Start of Source data
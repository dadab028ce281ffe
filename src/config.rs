/// Application configuration
///
/// Loaded from `config.toml` in the user's config directory:
/// - Linux: ~/.config/wedding-guestbook/config.toml
/// - macOS: ~/Library/Application Support/wedding-guestbook/config.toml
/// - Windows: %APPDATA%\wedding-guestbook\config.toml
///
/// Every field has a default, so the file is optional and may be partial.
use serde::Deserialize;
use std::path::{Path, PathBuf};

use crate::error::Result;

/// Directory name used under the platform data/config directories
pub const APP_DIR: &str = "wedding-guestbook";

#[derive(Debug, Clone, Deserialize, PartialEq)]
#[serde(default)]
pub struct Config {
    /// Key under which the serialized gallery is stored
    pub storage_key: String,
    /// Shared passcode required to delete an item
    pub delete_passcode: String,
    /// Minimum horizontal travel (px) for a swipe to navigate
    pub swipe_threshold: f32,
    /// Number of masonry columns in the gallery
    pub gallery_columns: usize,
    /// Override for the database location
    pub database_path: Option<PathBuf>,
    pub event: EventConfig,
    pub media: MediaConfig,
    pub captions: CaptionConfig,
}

/// Texts shown in the header and footer
#[derive(Debug, Clone, Deserialize, PartialEq)]
#[serde(default)]
pub struct EventConfig {
    pub initials: String,
    pub couple_names: String,
    pub gallery_title: String,
}

#[derive(Debug, Clone, Deserialize, PartialEq)]
#[serde(default)]
pub struct MediaConfig {
    /// ffmpeg binary used to grab a still frame from videos
    pub ffmpeg_path: String,
    /// Position of the captured frame; shorter clips use their first frame
    pub thumbnail_seek_secs: f32,
    /// JPEG quality (1-100) of video thumbnails
    pub thumbnail_jpeg_quality: u8,
}

/// Generative caption service. Off unless explicitly enabled.
#[derive(Debug, Clone, Deserialize, PartialEq)]
#[serde(default)]
pub struct CaptionConfig {
    pub enabled: bool,
    pub model: String,
    pub endpoint: String,
    pub temperature: f32,
    pub top_p: f32,
    pub api_key: Option<String>,
}

impl Default for Config {
    fn default() -> Self {
        Self {
            storage_key: "schupka_wedding_gallery_v1".to_string(),
            delete_passcode: "6666".to_string(),
            swipe_threshold: 50.0,
            gallery_columns: 3,
            database_path: None,
            event: EventConfig::default(),
            media: MediaConfig::default(),
            captions: CaptionConfig::default(),
        }
    }
}

impl Default for EventConfig {
    fn default() -> Self {
        Self {
            initials: "P & R".to_string(),
            couple_names: "Patrick & Romy Schupka".to_string(),
            gallery_title: "Schupka Hochzeitsgalerie".to_string(),
        }
    }
}

impl Default for MediaConfig {
    fn default() -> Self {
        Self {
            ffmpeg_path: "ffmpeg".to_string(),
            thumbnail_seek_secs: 1.0,
            thumbnail_jpeg_quality: 80,
        }
    }
}

impl Default for CaptionConfig {
    fn default() -> Self {
        Self {
            enabled: false,
            model: "gemini-3-flash-preview".to_string(),
            endpoint: "https://generativelanguage.googleapis.com/v1beta/models".to_string(),
            temperature: 0.7,
            top_p: 0.95,
            api_key: None,
        }
    }
}

impl Config {
    /// Load the config file if present, then apply environment overrides.
    ///
    /// A malformed file is logged and ignored.
    pub fn load() -> Self {
        let mut config = match Self::config_path() {
            Some(path) if path.exists() => Self::from_file(&path).unwrap_or_else(|e| {
                tracing::error!(path = %path.display(), error = %e, "ignoring config file");
                Self::default()
            }),
            _ => Self::default(),
        };
        config.apply_env_overrides();
        config
    }

    /// Parse a config file
    pub fn from_file(path: &Path) -> Result<Self> {
        let text = std::fs::read_to_string(path)?;
        Self::from_toml(&text)
    }

    pub fn from_toml(text: &str) -> Result<Self> {
        Ok(toml::from_str(text)?)
    }

    fn config_path() -> Option<PathBuf> {
        dirs::config_dir().map(|dir| dir.join(APP_DIR).join("config.toml"))
    }

    fn apply_env_overrides(&mut self) {
        if let Ok(key) = std::env::var("API_KEY") {
            if !key.is_empty() {
                self.captions.api_key = Some(key);
            }
        }
        if let Ok(path) = std::env::var("GUESTBOOK_DB") {
            if !path.is_empty() {
                self.database_path = Some(PathBuf::from(path));
            }
        }
    }

    /// Where the gallery database lives.
    ///
    /// Defaults to `<data_dir>/wedding-guestbook/guestbook.db`, falling back to
    /// the home directory and finally the working directory.
    pub fn database_path(&self) -> PathBuf {
        if let Some(path) = &self.database_path {
            return path.clone();
        }
        let mut path = dirs::data_dir()
            .or_else(dirs::home_dir)
            .unwrap_or_else(|| PathBuf::from("."));
        path.push(APP_DIR);
        path.push("guestbook.db");
        path
    }
}
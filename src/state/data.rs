/// Shared data structures for the application state
///
/// These structs represent the data model that flows between
/// the storage layer and the UI layer. The JSON shape is the
/// persisted format, so field names must stay stable.
use chrono::{Local, TimeZone, Utc};
use rand::Rng;
use serde::{Deserialize, Serialize};

/// Remote photo shown to first-time visitors
const DEMO_IMAGE_URL: &str =
    "https://images.unsplash.com/photo-1511795409834-ef04bbd61622?auto=format&fit=crop&w=1200&q=80";

/// Length of generated item ids
const ID_LENGTH: usize = 9;

const ID_ALPHABET: &[u8] = b"0123456789abcdefghijklmnopqrstuvwxyz";

/// Kind of uploaded media
#[derive(Serialize, Deserialize, Debug, Clone, Copy, PartialEq, Eq)]
#[serde(rename_all = "lowercase")]
pub enum MediaType {
    Image,
    Video,
}

/// One uploaded photo or video with its metadata
#[derive(Serialize, Deserialize, Debug, Clone, PartialEq)]
#[serde(rename_all = "camelCase")]
pub struct MediaItem {
    /// Unique within the gallery
    pub id: String,
    /// Data URL for uploads, remote URL for the demo item
    pub url: String,
    /// Still frame for videos, as a JPEG data URL
    #[serde(default, skip_serializing_if = "Option::is_none")]
    pub thumbnail: Option<String>,
    #[serde(rename = "type")]
    pub media_type: MediaType,
    #[serde(default)]
    pub caption: String,
    pub guest_name: String,
    /// Upload time in milliseconds since the Unix epoch
    pub timestamp: i64,
}

impl MediaItem {
    /// The welcome item seeded on first launch
    pub fn demo() -> Self {
        Self {
            id: "welcome-1".to_string(),
            url: DEMO_IMAGE_URL.to_string(),
            thumbnail: None,
            media_type: MediaType::Image,
            caption: String::new(),
            guest_name: "Hochzeits-Team".to_string(),
            timestamp: now_millis(),
        }
    }

    pub fn is_video(&self) -> bool {
        self.media_type == MediaType::Video
    }

    /// Suggested file name when saving the item
    pub fn download_file_name(&self) -> String {
        let extension = match self.media_type {
            MediaType::Image => "jpg",
            MediaType::Video => "mp4",
        };
        format!("hochzeit_{}.{}", self.id, extension)
    }

    /// Name used when the item is handed to the system as a plain link
    pub fn fallback_file_name(&self) -> String {
        format!("hochzeit_{}", self.id)
    }

    /// Upload date in German notation (e.g. "14.6.2025")
    pub fn display_date(&self) -> String {
        match Utc.timestamp_millis_opt(self.timestamp).single() {
            Some(utc) => utc.with_timezone(&Local).format("%-d.%-m.%Y").to_string(),
            None => String::new(),
        }
    }
}

/// Generate a random 9-character base-36 id
pub fn new_item_id() -> String {
    let mut rng = rand::thread_rng();
    (0..ID_LENGTH)
        .map(|_| ID_ALPHABET[rng.gen_range(0..ID_ALPHABET.len())] as char)
        .collect()
}

/// Current time in milliseconds since the Unix epoch
pub fn now_millis() -> i64 {
    Utc::now().timestamp_millis()
}
/// Generated captions for uploaded photos
///
/// Sends the photo to a Gemini model and asks for a short German greeting.
/// The service never fails from the caller's point of view: errors turn
/// into a stock caption. It is disabled unless `captions.enabled` is set.
use serde_json::{json, Value};
use std::time::Duration;

use crate::config::CaptionConfig;
use crate::error::{GuestbookError, Result};

const PROMPT: &str = "Analysiere dieses Hochzeitsfoto und schreibe einen kurzen, poetischen und \
herzlichen Kommentar oder Glückwunsch auf Deutsch (maximal 15 Wörter). Erzeuge nur den Text ohne \
Anführungszeichen.";

/// Used when the model answers with no text
pub const EMPTY_RESPONSE_CAPTION: &str = "Ein unvergesslicher Moment.";

/// Used when the request fails
pub const FAILURE_CAPTION: &str = "Ein wunderschöner Moment für die Ewigkeit.";

#[derive(Debug, Clone)]
pub struct CaptionService {
    config: CaptionConfig,
    client: reqwest::Client,
}

impl CaptionService {
    pub fn new(config: CaptionConfig) -> Self {
        let client = reqwest::Client::builder()
            .connect_timeout(Duration::from_secs(10))
            .build()
            .unwrap_or_else(|_| reqwest::Client::new());
        Self { config, client }
    }

    pub fn is_enabled(&self) -> bool {
        self.config.enabled
    }

    /// Caption a base64-encoded image. Always returns some text.
    pub async fn generate_wedding_caption(&self, base64_image: &str, mime_type: &str) -> String {
        match self.request_caption(base64_image, mime_type).await {
            Ok(Some(text)) => text,
            Ok(None) => EMPTY_RESPONSE_CAPTION.to_string(),
            Err(e) => {
                tracing::error!(error = %e, "Gemini Error");
                FAILURE_CAPTION.to_string()
            }
        }
    }

    async fn request_caption(&self, base64_image: &str, mime_type: &str) -> Result<Option<String>> {
        let api_key = self
            .config
            .api_key
            .as_deref()
            .filter(|key| !key.is_empty())
            .ok_or(GuestbookError::MissingApiKey)?;

        let url = format!(
            "{}/{}:generateContent",
            self.config.endpoint.trim_end_matches('/'),
            self.config.model
        );

        let response: Value = self
            .client
            .post(url)
            .query(&[("key", api_key)])
            .json(&self.request_body(base64_image, mime_type))
            .send()
            .await?
            .error_for_status()?
            .json()
            .await?;

        Ok(extract_text(&response))
    }

    /// JSON body of a `generateContent` call
    fn request_body(&self, base64_image: &str, mime_type: &str) -> Value {
        json!({
            "contents": [{
                "parts": [
                    { "inlineData": { "mimeType": mime_type, "data": base64_image } },
                    { "text": PROMPT }
                ]
            }],
            "generationConfig": {
                "temperature": self.config.temperature,
                "topP": self.config.top_p
            }
        })
    }
}

/// Concatenate the text parts of the first candidate
fn extract_text(response: &Value) -> Option<String> {
    let parts = response
        .get("candidates")?
        .get(0)?
        .get("content")?
        .get("parts")?
        .as_array()?;

    let text: String = parts
        .iter()
        .filter_map(|part| part.get("text").and_then(Value::as_str))
        .collect();

    let text = text.trim();
    (!text.is_empty()).then(|| text.to_string())
}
End of Source data
**Task item**
Give back the entries above exactly as they are, from their first line through the line that contains "frame from videos", both included, with nothing else.

**Answer space**
repository dadab028ce281ffe
filename src/config.rs
/// Application configuration
///
/// Loaded from `config.toml` in the user's config directory:
/// - Linux: ~/.config/wedding-guestbook/config.toml
/// - macOS: ~/Library/Application Support/wedding-guestbook/config.toml
/// - Windows: %APPDATA%\wedding-guestbook\config.toml
///
/// Every field has a default, so the file is optional and may be partial.
use serde::Deserialize;
use std::path::{Path, PathBuf};

use crate::error::Result;

/// Directory name used under the platform data/config directories
pub const APP_DIR: &str = "wedding-guestbook";

#[derive(Debug, Clone, Deserialize, PartialEq)]
#[serde(default)]
pub struct Config {
    /// Key under which the serialized gallery is stored
    pub storage_key: String,
    /// Shared passcode required to delete an item
    pub delete_passcode: String,
    /// Minimum horizontal travel (px) for a swipe to navigate
    pub swipe_threshold: f32,
    /// Number of masonry columns in the gallery
    pub gallery_columns: usize,
    /// Override for the database location
    pub database_path: Option<PathBuf>,
    pub event: EventConfig,
    pub media: MediaConfig,
    pub captions: CaptionConfig,
}

/// Texts shown in the header and footer
#[derive(Debug, Clone, Deserialize, PartialEq)]
#[serde(default)]
pub struct EventConfig {
    pub initials: String,
    pub couple_names: String,
    pub gallery_title: String,
}

#[derive(Debug, Clone, Deserialize, PartialEq)]
#[serde(default)]
pub struct MediaConfig {
    /// ffmpeg binary used to grab a still frame from videos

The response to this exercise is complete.